What the exercise asks: Among the records below, which lines contain the string "domain"? Report them.

Saved data entries:
******************************

//! Link registration and lookup service.

use std::sync::Arc;

use crate::domain::entities::Link;
use crate::domain::repositories::LinkRepository;
use crate::error::StoreError;

/// Service for registering, looking up and removing links.
///
/// Short names are passed to the repository unvalidated; shape checks
/// (allowed characters, length) belong to the caller.
pub struct LinkService<L: LinkRepository> {
    repository: Arc<L>,
}

impl<L: LinkRepository> LinkService<L> {
    /// Creates a new link service.
    pub fn new(repository: Arc<L>) -> Self {
        Self { repository }
    }

    /// Registers `link`, replacing whatever occupies its canonical key.
    ///
    /// The replaced link's spelling of `short` is overwritten too, so later
    /// stats reads report under the new spelling.
    ///
    /// # Errors
    ///
    /// Returns [`StoreError::Storage`] on database errors.
    #[tracing::instrument(skip(self, link), fields(short = %link.short))]
    pub async fn save(&self, link: &Link) -> Result<(), StoreError> {
        self.repository.save(link).await
    }

    /// Loads the link registered under any spelling of `short`.
    ///
    /// # Errors
    ///
    /// Returns [`StoreError::NotFound`] if no link occupies the canonical key.
    /// Returns [`StoreError::Storage`] on database errors.
    #[tracing::instrument(skip(self))]
    pub async fn load(&self, short: &str) -> Result<Link, StoreError> {
        self.repository
            .find(short)
            .await?
            .ok_or_else(|| StoreError::not_found(short))
    }

    /// Returns every registered link in unspecified order.
    ///
    /// # Errors
    ///
    /// Returns [`StoreError::Storage`] on database errors.
    pub async fn load_all(&self) -> Result<Vec<Link>, StoreError> {
        self.repository.find_all().await
    }

    /// Removes the link registered under any spelling of `short`.
    ///
    /// Removing a name that is not registered is not an error. Click stats
    /// for the name are left in place.
    ///
    /// # Errors
    ///
    /// Returns [`StoreError::Storage`] on database errors.
    #[tracing::instrument(skip(self))]
    pub async fn delete(&self, short: &str) -> Result<(), StoreError> {
        if !self.repository.delete(short).await? {
            tracing::debug!("No link registered, nothing deleted");
        }
        Ok(())
    }

    /// Returns links whose owner matches `owner` exactly.
    ///
    /// No trimming or case folding is applied to `owner`.
    ///
    /// # Errors
    ///
    /// Returns [`StoreError::Storage`] on database errors.
    #[tracing::instrument(skip(self))]
    pub async fn links_by_owner(&self, owner: &str) -> Result<Vec<Link>, StoreError> {
        self.repository.find_by_owner(owner).await
    }

    /// Returns every link, ordered by short name, for export.
    ///
    /// # Errors
    ///
    /// Returns [`StoreError::Storage`] on database errors.
    pub async fn snapshot(&self) -> Result<Vec<Link>, StoreError> {
        let mut links = self.repository.find_all().await?;
        links.sort_by(|a, b| a.short.cmp(&b.short));
        Ok(links)
    }

    /// Saves every link from a snapshot in one transaction.
    ///
    /// # Errors
    ///
    /// Returns [`StoreError::Storage`] on database errors; no link is saved.
    #[tracing::instrument(skip(self, links), fields(count = links.len()))]
    pub async fn restore(&self, links: &[Link]) -> Result<(), StoreError> {
        if links.is_empty() {
            return Ok(());
        }
        self.repository.save_all(links).await
    }
}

******************************

Response area:
use crate::domain::entities::Link;
use crate::domain::repositories::LinkRepository;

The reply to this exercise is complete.